• **Problem**:
Going down the listing below, print exactly each line from the one with "fn walk_unit(&mut self, unit: &SourceUnit)" up to and including the one with "self.messages.push(message);", and skip the rest.

*** Exercise input ***

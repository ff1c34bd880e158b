//! Vue template compilation into a small template AST.
//!
//! The AST mirrors the shape produced by Vue's own template compiler where
//! it matters for finding expressions: elements carry their attribute list,
//! `v-if` elements own their `v-else-if`/`v-else` siblings as conditional
//! branches, and slot-scoped children are moved into their parent's scoped
//! slot list instead of its children.

use super::markup::{
    RawAttribute, close_tag_end, close_tag_name, is_close_tag_start, read_open_tag,
};

const VOID_ELEMENTS: &[&str] = &[
    "area", "base", "br", "col", "embed", "hr", "img", "input", "link", "meta", "source", "track",
    "wbr",
];

/// Elements whose content is raw text, never markup.
const RAW_TEXT_ELEMENTS: &[&str] = &["script", "style"];

/// An expression string and the byte offset where it starts in the template.
#[derive(Debug, Clone, PartialEq, Eq)]
pub struct TemplateExpression {
    pub text: String,
    pub offset: usize,
}

#[derive(Debug, Clone, PartialEq, Eq)]
pub struct TemplateAttribute {
    pub name: String,
    pub value: Option<TemplateExpression>,
}

impl TemplateAttribute {
    /// `:prop` bindings and `v-*` directives carry JS expressions.
    pub fn is_bound(&self) -> bool {
        self.name.starts_with(':') || self.name.starts_with("v-")
    }
}

impl From<RawAttribute> for TemplateAttribute {
    fn from(attr: RawAttribute) -> Self {
        Self {
            name: attr.name,
            value: attr
                .value
                .map(|(text, offset)| TemplateExpression { text, offset }),
        }
    }
}

/// Block of a conditional branch.
#[derive(Debug, Clone, PartialEq, Eq)]
pub enum ConditionBlock {
    /// The element holding the conditions (the `v-if` branch itself).
    Current,
    Branch(ElementNode),
}

#[derive(Debug, Clone, PartialEq, Eq)]
pub struct IfCondition {
    /// `v-if`/`v-else-if` expression; `None` for `v-else`.
    pub exp: Option<String>,
    pub block: ConditionBlock,
}

#[derive(Debug, Clone, PartialEq, Eq)]
pub struct ScopedSlot {
    pub name: String,
    pub block: ElementNode,
}

#[derive(Debug, Clone, PartialEq, Eq, Default)]
pub struct ElementNode {
    pub tag: String,
    pub attrs: Vec<TemplateAttribute>,
    pub children: Vec<TemplateNode>,
    pub if_conditions: Vec<IfCondition>,
    pub scoped_slots: Vec<ScopedSlot>,
}

impl ElementNode {
    pub fn attr(&self, name: &str) -> Option<&TemplateAttribute> {
        self.attrs.iter().find(|attr| attr.name == name)
    }

    pub fn has_attr(&self, name: &str) -> bool {
        self.attr(name).is_some()
    }

    fn attr_text(&self, name: &str) -> Option<String> {
        self.attr(name)
            .and_then(|attr| attr.value.as_ref())
            .map(|value| value.text.clone())
    }

    /// Name of the scoped slot this element provides, if it is one.
    fn scoped_slot_name(&self) -> Option<String> {
        if self.has_attr("slot-scope") || self.has_attr("scope") {
            return Some(self.attr_text("slot").unwrap_or_else(|| "default".to_string()));
        }
        self.attrs.iter().find_map(|attr| {
            let name = attr
                .name
                .strip_prefix("v-slot")
                .map(|rest| rest.strip_prefix(':').unwrap_or(rest))
                .or_else(|| attr.name.strip_prefix('#'))?;
            Some(if name.is_empty() {
                "default".to_string()
            } else {
                name.to_string()
            })
        })
    }
}

#[derive(Debug, Clone, PartialEq, Eq)]
pub enum TemplateNode {
    Element(ElementNode),
    /// `{{ expr }}`
    Interpolation(TemplateExpression),
    Text(String),
}

/// Result of compiling a template. Compilation is tolerant: malformed markup
/// is recorded in `errors` and the best-effort tree is still returned.
#[derive(Debug, Clone, PartialEq, Eq, Default)]
pub struct TemplateAst {
    pub children: Vec<TemplateNode>,
    pub errors: Vec<String>,
}

/// Compiles template markup into a [`TemplateAst`].
pub trait TemplateCompiler: Send + Sync {
    fn compile(&self, template: &str) -> TemplateAst;
}

/// Built-in compiler for Vue template syntax.
#[derive(Debug, Clone, Copy, Default)]
pub struct VueTemplateCompiler;

impl TemplateCompiler for VueTemplateCompiler {
    fn compile(&self, template: &str) -> TemplateAst {
        TreeBuilder::new(template).build()
    }
}

struct TreeBuilder<'a> {
    text: &'a str,
    pos: usize,
    stack: Vec<ElementNode>,
    root: Vec<TemplateNode>,
    errors: Vec<String>,
}

impl<'a> TreeBuilder<'a> {
    fn new(text: &'a str) -> Self {
        Self {
            text,
            pos: 0,
            stack: Vec::new(),
            root: Vec::new(),
            errors: Vec::new(),
        }
    }

    fn build(mut self) -> TemplateAst {
        while self.pos < self.text.len() {
            let rest = &self.text[self.pos..];
            if rest.starts_with("<!--") {
                self.pos = rest
                    .find("-->")
                    .map_or(self.text.len(), |e| self.pos + e + 3);
            } else if is_close_tag_start(self.text, self.pos) {
                self.close_element();
            } else if let Some(tag) = read_open_tag(self.text, self.pos) {
                self.pos = tag.end;
                let element = ElementNode {
                    tag: tag.name,
                    attrs: tag.attrs.into_iter().map(Into::into).collect(),
                    ..Default::default()
                };
                if tag.self_closing || VOID_ELEMENTS.contains(&element.tag.as_str()) {
                    self.attach(element);
                } else if RAW_TEXT_ELEMENTS.contains(&element.tag.as_str()) {
                    let closing = format!("</{}", element.tag);
                    self.pos = self.text[self.pos..]
                        .find(&closing)
                        .map_or(self.text.len(), |e| {
                            close_tag_end(self.text, self.pos + e)
                        });
                    self.attach(element);
                } else {
                    self.stack.push(element);
                }
            } else {
                self.read_text();
            }
        }

        while let Some(element) = self.stack.pop() {
            self.errors
                .push(format!("Element <{}> is missing its end tag", element.tag));
            self.attach(element);
        }

        TemplateAst {
            children: self.root,
            errors: self.errors,
        }
    }

    fn close_element(&mut self) {
        let name = close_tag_name(self.text, self.pos).to_string();
        self.pos = close_tag_end(self.text, self.pos);

        let Some(index) = self
            .stack
            .iter()
            .rposition(|element| element.tag.eq_ignore_ascii_case(&name))
        else {
            self.errors
                .push(format!("Stray end tag </{}> has no matching start tag", name));
            return;
        };

        while self.stack.len() > index + 1 {
            if let Some(element) = self.stack.pop() {
                self.errors
                    .push(format!("Element <{}> is missing its end tag", element.tag));
                self.attach(element);
            }
        }
        if let Some(element) = self.stack.pop() {
            self.attach(element);
        }
    }

    /// Read text up to the next tag or comment, splitting out interpolations.
    fn read_text(&mut self) {
        let start = self.pos;
        let mut end = start;
        while end < self.text.len() {
            if self.text[end..].starts_with("{{") {
                end = self.text[end..]
                    .find("}}")
                    .map_or(self.text.len(), |e| end + e + 2);
                continue;
            }
            if end > start
                && (self.text[end..].starts_with("<!--")
                    || is_close_tag_start(self.text, end)
                    || read_open_tag(self.text, end).is_some())
            {
                break;
            }
            end += self.text[end..].chars().next().map_or(1, char::len_utf8);
        }
        self.pos = end;

        let mut cursor = start;
        while let Some(open) = self.text[cursor..end].find("{{") {
            let open = cursor + open;
            self.push_text(cursor, open);
            let inner_start = open + 2;
            let inner_end = self.text[inner_start..end]
                .find("}}")
                .map_or(end, |e| inner_start + e);
            self.push_node(TemplateNode::Interpolation(TemplateExpression {
                text: self.text[inner_start..inner_end].to_string(),
                offset: inner_start,
            }));
            cursor = (inner_end + 2).min(end);
        }
        self.push_text(cursor, end);
    }

    fn push_text(&mut self, start: usize, end: usize) {
        let text = &self.text[start..end];
        if !text.trim().is_empty() {
            self.push_node(TemplateNode::Text(text.to_string()));
        }
    }

    fn push_node(&mut self, node: TemplateNode) {
        match self.stack.last_mut() {
            Some(parent) => parent.children.push(node),
            None => self.root.push(node),
        }
    }

    fn siblings(&mut self) -> &mut Vec<TemplateNode> {
        match self.stack.last_mut() {
            Some(parent) => &mut parent.children,
            None => &mut self.root,
        }
    }

    /// Attach a finished element to the current parent.
    fn attach(&mut self, mut element: ElementNode) {
        if element.has_attr("v-else-if") || element.has_attr("v-else") {
            let exp = element.attr_text("v-else-if");
            let tag = element.tag.clone();
            let attached = match self.siblings().last_mut() {
                Some(TemplateNode::Element(prev)) if !prev.if_conditions.is_empty() => {
                    prev.if_conditions.push(IfCondition {
                        exp,
                        block: ConditionBlock::Branch(element),
                    });
                    true
                }
                _ => false,
            };
            if !attached {
                self.errors.push(format!(
                    "v-else/v-else-if on <{}> has no corresponding v-if",
                    tag
                ));
            }
            return;
        }

        if let Some(name) = element.scoped_slot_name()
            && let Some(parent) = self.stack.last_mut()
        {
            parent.scoped_slots.push(ScopedSlot {
                name,
                block: element,
            });
            return;
        }

        if element.has_attr("v-if") {
            element.if_conditions.push(IfCondition {
                exp: element.attr_text("v-if"),
                block: ConditionBlock::Current,
            });
        }
        self.siblings().push(TemplateNode::Element(element));
    }
}

/// Collect expression strings depth-first: interpolations, bound attributes,
/// children, conditional branches, then scoped slots.
pub fn collect_expressions(ast: &TemplateAst) -> Vec<&TemplateExpression> {
    let mut expressions = Vec::new();
    for node in &ast.children {
        walk_node(node, &mut expressions);
    }
    expressions
}

fn walk_node<'a>(node: &'a TemplateNode, out: &mut Vec<&'a TemplateExpression>) {
    match node {
        TemplateNode::Interpolation(expression) => out.push(expression),
        TemplateNode::Element(element) => walk_element(element, out),
        TemplateNode::Text(_) => {}
    }
}

fn walk_element<'a>(element: &'a ElementNode, out: &mut Vec<&'a TemplateExpression>) {
    out.extend(
        element
            .attrs
            .iter()
            .filter(|attr| attr.is_bound())
            .filter_map(|attr| attr.value.as_ref()),
    );
    for child in &element.children {
        walk_node(child, out);
    }
    for condition in &element.if_conditions {
        if let ConditionBlock::Branch(block) = &condition.block {
            walk_element(block, out);
        }
    }
    for slot in &element.scoped_slots {
        walk_element(&slot.block, out);
    }
}
//! Substitution table: original call text to replacement text.

use std::collections::HashMap;
use std::ops::Range;

/// One pending substitution and every place it applies.
#[derive(Debug, Clone, PartialEq, Eq)]
pub struct Substitution {
    pub original: String,
    pub replacement: String,
    /// Known byte ranges of `original` in the top-level source. Empty when
    /// every site for this text was unanchored.
    pub spans: Vec<Range<usize>>,
}

impl Substitution {
    pub fn is_noop(&self) -> bool {
        self.original == self.replacement
    }
}

/// Ordered mapping keyed by original call text.
///
/// The first replacement recorded for a text wins; later sites with the same
/// text only contribute their spans.
#[derive(Debug, Clone, Default)]
pub struct SubstitutionTable {
    entries: Vec<Substitution>,
    index: HashMap<String, usize>,
}

impl SubstitutionTable {
    pub fn new() -> Self {
        Self::default()
    }

    pub fn insert(&mut self, original: String, replacement: String, span: Option<Range<usize>>) {
        let position = match self.index.get(&original) {
            Some(&position) => position,
            None => {
                self.index.insert(original.clone(), self.entries.len());
                self.entries.push(Substitution {
                    original,
                    replacement,
                    spans: Vec::new(),
                });
                self.entries.len() - 1
            }
        };
        if let Some(span) = span {
            let spans = &mut self.entries[position].spans;
            if !spans.contains(&span) {
                spans.push(span);
            }
        }
    }

    pub fn get(&self, original: &str) -> Option<&str> {
        self.index
            .get(original)
            .map(|&position| self.entries[position].replacement.as_str())
    }

    /// Entries in insertion order.
    pub fn iter(&self) -> impl Iterator<Item = &Substitution> {
        self.entries.iter()
    }

    /// Entries that actually change the source.
    pub fn changes(&self) -> impl Iterator<Item = &Substitution> {
        self.entries.iter().filter(|entry| !entry.is_noop())
    }

    pub fn len(&self) -> usize {
        self.entries.len()
    }

    pub fn is_empty(&self) -> bool {
        self.entries.is_empty()
    }
}
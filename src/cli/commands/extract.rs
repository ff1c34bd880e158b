use anyhow::Result;

use super::{CommandResult, CommandSummary, ExtractSummary};
use crate::cli::args::ExtractCommand;
use crate::core::context::ProjectContext;

pub fn extract(cmd: ExtractCommand) -> Result<CommandResult> {
    let ctx = ProjectContext::new(&cmd.args.common)?;
    let run = ctx.extract();

    let source_files_checked = run.files.len();
    let messages = run
        .files
        .into_iter()
        .flat_map(|file| file.messages)
        .collect();

    Ok(CommandResult {
        summary: CommandSummary::Extract(ExtractSummary {
            messages,
            format: cmd.args.format,
        }),
        failures: run.failures,
        source_files_checked,
    })
}
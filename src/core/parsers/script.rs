use std::ops::Range;
use std::sync::Arc;

use swc_common::{BytePos, FileName, SourceFile, SourceMap, Span, sync::Lrc};
use swc_ecma_ast::{Expr, Module};
use swc_ecma_parser::{Parser, StringInput, Syntax};

use crate::core::data::{ParseGoal, ScriptKind};
use crate::error::{Error, Result};

/// Root of a parsed unit.
pub enum ScriptRoot {
    Module(Module),
    /// Template expressions that only parse as a bare expression
    /// (e.g. `{ active: isActive }`).
    Expr(Box<Expr>),
}

pub struct ParsedScript {
    pub root: ScriptRoot,
    pub source_map: Arc<SourceMap>,
    pub source_file: Lrc<SourceFile>,
}

impl ParsedScript {
    /// Byte offset of `pos` within the parsed text.
    pub fn offset(&self, pos: BytePos) -> usize {
        pos.0.saturating_sub(self.source_file.start_pos.0) as usize
    }

    /// Byte range of `span` within the parsed text.
    pub fn range(&self, span: Span) -> Range<usize> {
        self.offset(span.lo)..self.offset(span.hi)
    }

    /// 1-based line of `pos` within the parsed text.
    pub fn line(&self, pos: BytePos) -> usize {
        self.source_map.lookup_char_pos(pos).line
    }
}

/// Parse one unit of JS/TS source into an AST.
///
/// Each call gets its own `SourceMap`, so units can be parsed independently
/// (nested literal bodies are parsed while the outer AST is still borrowed).
pub fn parse_script_source(
    code: &str,
    file_name: &str,
    script_kind: ScriptKind,
    goal: ParseGoal,
) -> Result<ParsedScript> {
    let source_map = Arc::new(SourceMap::default());
    let source_file =
        source_map.new_source_file(FileName::Real(file_name.into()).into(), code.to_string());
    let syntax = script_kind.syntax();

    let root = match parse_module(syntax, &source_file) {
        Ok(module) => ScriptRoot::Module(module),
        Err(module_err) if goal == ParseGoal::Expression => {
            let mut parser = Parser::new(syntax, StringInput::from(&*source_file), None);
            let expr = parser
                .parse_expr()
                .map_err(|_| parse_error(file_name, module_err))?;
            ScriptRoot::Expr(expr)
        }
        Err(err) => return Err(parse_error(file_name, err)),
    };

    Ok(ParsedScript {
        root,
        source_map,
        source_file,
    })
}

fn parse_module(syntax: Syntax, source_file: &SourceFile) -> Result<Module, String> {
    let mut parser = Parser::new(syntax, StringInput::from(source_file), None);
    parser.parse_module().map_err(|e| format!("{:?}", e.kind()))
}

fn parse_error(file_name: &str, message: String) -> Error {
    Error::Parse {
        file_name: file_name.to_string(),
        message,
    }
}
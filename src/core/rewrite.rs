//! Source rewriting from a substitution table.
//!
//! Anchored substitutions are applied by byte range, back to front, and only
//! where the source still holds the original text. Substitutions without any
//! known range fall back to a global literal text match.

use std::cmp::Reverse;
use std::ops::Range;

use regex::{NoExpand, Regex};
use tracing::debug;

use crate::core::resolve::SubstitutionTable;
use crate::error::Result;

struct Edit<'t> {
    range: Range<usize>,
    replacement: &'t str,
}

/// Apply `table` to `source`.
///
/// Running it again on its own output with the same table changes nothing
/// for anchored substitutions.
pub fn rewrite(source: &str, table: &SubstitutionTable) -> Result<String> {
    let mut edits = Vec::new();
    let mut unanchored = Vec::new();

    for entry in table.changes() {
        if entry.spans.is_empty() {
            unanchored.push(entry);
            continue;
        }
        for span in &entry.spans {
            if source.get(span.clone()) == Some(entry.original.as_str()) {
                edits.push(Edit {
                    range: span.clone(),
                    replacement: &entry.replacement,
                });
            }
        }
    }

    let mut output = apply_edits(source, edits);

    for entry in unanchored {
        let pattern = Regex::new(&regex::escape(&entry.original))?;
        output = pattern
            .replace_all(&output, NoExpand(&entry.replacement))
            .into_owned();
    }

    Ok(output)
}

/// Apply non-overlapping edits. When two edits overlap the one that starts
/// first (or is longer, for equal starts) is kept.
fn apply_edits(source: &str, mut edits: Vec<Edit<'_>>) -> String {
    edits.sort_by_key(|edit| (edit.range.start, Reverse(edit.range.end)));

    let mut kept: Vec<Edit<'_>> = Vec::with_capacity(edits.len());
    for edit in edits {
        match kept.last() {
            Some(last) if edit.range.start < last.range.end => {
                debug!(start = edit.range.start, end = edit.range.end, "dropping overlapping edit");
            }
            _ => kept.push(edit),
        }
    }

    let mut output = source.to_string();
    for edit in kept.iter().rev() {
        output.replace_range(edit.range.clone(), edit.replacement);
    }
    output
}
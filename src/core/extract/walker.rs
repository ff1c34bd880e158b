//! Tree walker: runs extractors over every expression of a unit and
//! re-parses literal bodies as nested units.

use std::ops::Range;

use swc_common::{GLOBALS, Globals, Spanned};
use swc_ecma_ast::{CallExpr, Callee, Expr, Regex, Str};
use swc_ecma_visit::{Visit, VisitWith};
use tracing::{debug, trace};

use super::extractor::{Emit, Extractor};
use super::site::{CallShape, ReplacementSite, Replacements, SiteArgument, SiteNode};
use crate::core::data::{MessageRecord, SourceUnit};
use crate::core::parsers::{ParsedScript, ScriptRoot, parse_script_source};
use crate::error::{Error, Result};

/// Drives extraction for one top-level source.
///
/// Borrows the registered extractors and the caller's [`Replacements`], so
/// every site found while collecting lands in the caller's accumulator.
pub struct Collector<'a> {
    extractors: &'a [Box<dyn Extractor>],
    replacements: &'a mut Replacements,
}

impl<'a> Collector<'a> {
    pub fn new(extractors: &'a [Box<dyn Extractor>], replacements: &'a mut Replacements) -> Self {
        Self {
            extractors,
            replacements,
        }
    }

    /// Collect messages from a top-level unit.
    pub fn collect(&mut self, unit: &SourceUnit) -> Result<Vec<MessageRecord>> {
        self.start()?;
        self.walk(unit)
    }

    /// Begin a collection pass. Fails when there is nothing to run.
    pub(crate) fn start(&mut self) -> Result<()> {
        if self.extractors.is_empty() {
            return Err(Error::MissingExtractors);
        }
        self.replacements.begin_pass();
        Ok(())
    }

    pub(crate) fn walk(&mut self, unit: &SourceUnit) -> Result<Vec<MessageRecord>> {
        if unit.text.trim().is_empty() {
            return Ok(Vec::new());
        }
        GLOBALS.set(&Globals::new(), || self.walk_unit(unit))
    }

    /// Like [`Collector::walk`], but a unit that fails to parse yields no
    /// messages instead of an error.
    pub(crate) fn walk_fragment(&mut self, unit: &SourceUnit) -> Vec<MessageRecord> {
        match self.walk(unit) {
            Ok(messages) => messages,
            Err(err) => {
                debug!(file = %unit.file_name, line = unit.start_line, "skipping fragment: {}", err);
                Vec::new()
            }
        }
    }

    fn walk_unit(&mut self, unit: &SourceUnit) -> Result<Vec<MessageRecord>> {
        let parsed = parse_script_source(&unit.text, &unit.file_name, unit.script_kind, unit.goal)?;
        let mut walker = UnitWalker {
            collector: self,
            unit,
            parsed: &parsed,
            messages: Vec::new(),
        };
        match &parsed.root {
            ScriptRoot::Module(module) => module.visit_with(&mut walker),
            ScriptRoot::Expr(expr) => expr.visit_with(&mut walker),
        }
        Ok(walker.messages)
    }
}

struct UnitWalker<'c, 'a, 'u> {
    collector: &'c mut Collector<'a>,
    unit: &'u SourceUnit,
    parsed: &'u ParsedScript,
    messages: Vec<MessageRecord>,
}

impl UnitWalker<'_, '_, '_> {
    fn run_extractors(&mut self, node: &Expr) {
        let mut emit = Emit::default();
        for extractor in self.collector.extractors {
            extractor.extract(node, self.unit, &mut emit);
        }
        let candidates = emit.take();
        if candidates.is_empty() {
            return;
        }

        let line = self.unit.start_line + self.parsed.line(node.span_lo()) - 1;
        let site_node = self.snapshot(node);
        for candidate in candidates {
            let message = candidate.into_record(&self.unit.file_name, line);
            trace!(file = %message.file_name, line, text = %message.text, "message");
            self.collector.replacements.push(ReplacementSite {
                message: message.clone(),
                node: site_node.clone(),
                file_name: self.unit.file_name.clone(),
            });
            self.messages.push(message);
        }
    }

    fn snapshot(&self, node: &Expr) -> SiteNode {
        let range = self.parsed.range(node.span());
        let call = match node {
            Expr::Call(call) => self.call_shape(call, range.start),
            _ => None,
        };
        SiteNode {
            text: self.text(range.clone()).to_string(),
            span: self.unit.absolute(range),
            call,
        }
    }

    fn call_shape(&self, call: &CallExpr, call_start: usize) -> Option<CallShape> {
        let Callee::Expr(callee) = &call.callee else {
            return None;
        };
        let arguments = call
            .args
            .iter()
            .map(|arg| {
                let range = self.parsed.range(arg.span());
                SiteArgument {
                    text: self.text(range.clone()).to_string(),
                    range: range.start - call_start..range.end - call_start,
                }
            })
            .collect();
        Some(CallShape {
            callee: self.text(self.parsed.range(callee.span())).to_string(),
            arguments,
        })
    }

    fn text(&self, range: Range<usize>) -> &str {
        self.unit.text.get(range).unwrap_or_default()
    }

    /// Re-parse a literal body starting at `local_offset` as its own unit.
    fn descend(&mut self, body: String, local_offset: Option<usize>, line: usize) {
        if body.trim().is_empty() {
            return;
        }
        let nested = self.unit.nested(body, local_offset, line);
        let messages = self.collector.walk_fragment(&nested);
        self.messages.extend(messages);
    }
}

impl Visit for UnitWalker<'_, '_, '_> {
    fn visit_expr(&mut self, node: &Expr) {
        self.run_extractors(node);
        node.visit_children_with(self);
    }

    fn visit_str(&mut self, node: &Str) {
        let range = self.parsed.range(node.span);
        if range.start == 0 || range.len() < 2 {
            return;
        }
        let Some(value) = node.value.as_str() else {
            return;
        };
        let body_start = range.start + 1;
        let raw_body = self.text(body_start..range.end - 1);
        let anchor = (raw_body == value).then_some(body_start);
        let line = self.parsed.line(node.span.lo);
        self.descend(value.to_string(), anchor, line);
    }

    fn visit_regex(&mut self, node: &Regex) {
        let range = self.parsed.range(node.span);
        if range.start == 0 {
            return;
        }
        let line = self.parsed.line(node.span.lo);
        self.descend(node.exp.to_string(), Some(range.start + 1), line);
    }
}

***

• **Solution for this exercise**:
    fn walk_unit(&mut self, unit: &SourceUnit) -> Result<Vec<MessageRecord>> {
        let parsed = parse_script_source(&unit.text, &unit.file_name, unit.script_kind, unit.goal)?;
        let mut walker = UnitWalker {
            collector: self,
            unit,
            parsed: &parsed,
            messages: Vec::new(),
        };
        match &parsed.root {
            ScriptRoot::Module(module) => module.visit_with(&mut walker),
            ScriptRoot::Expr(expr) => expr.visit_with(&mut walker),
        }
        Ok(walker.messages)
    }
}

struct UnitWalker<'c, 'a, 'u> {
    collector: &'c mut Collector<'a>,
    unit: &'u SourceUnit,
    parsed: &'u ParsedScript,
    messages: Vec<MessageRecord>,
}

impl UnitWalker<'_, '_, '_> {
    fn run_extractors(&mut self, node: &Expr) {
        let mut emit = Emit::default();
        for extractor in self.collector.extractors {
            extractor.extract(node, self.unit, &mut emit);
        }
        let candidates = emit.take();
        if candidates.is_empty() {
            return;
        }

        let line = self.unit.start_line + self.parsed.line(node.span_lo()) - 1;
        let site_node = self.snapshot(node);
        for candidate in candidates {
            let message = candidate.into_record(&self.unit.file_name, line);
            trace!(file = %message.file_name, line, text = %message.text, "message");
            self.collector.replacements.push(ReplacementSite {
                message: message.clone(),
                node: site_node.clone(),
                file_name: self.unit.file_name.clone(),
            });
            self.messages.push(message);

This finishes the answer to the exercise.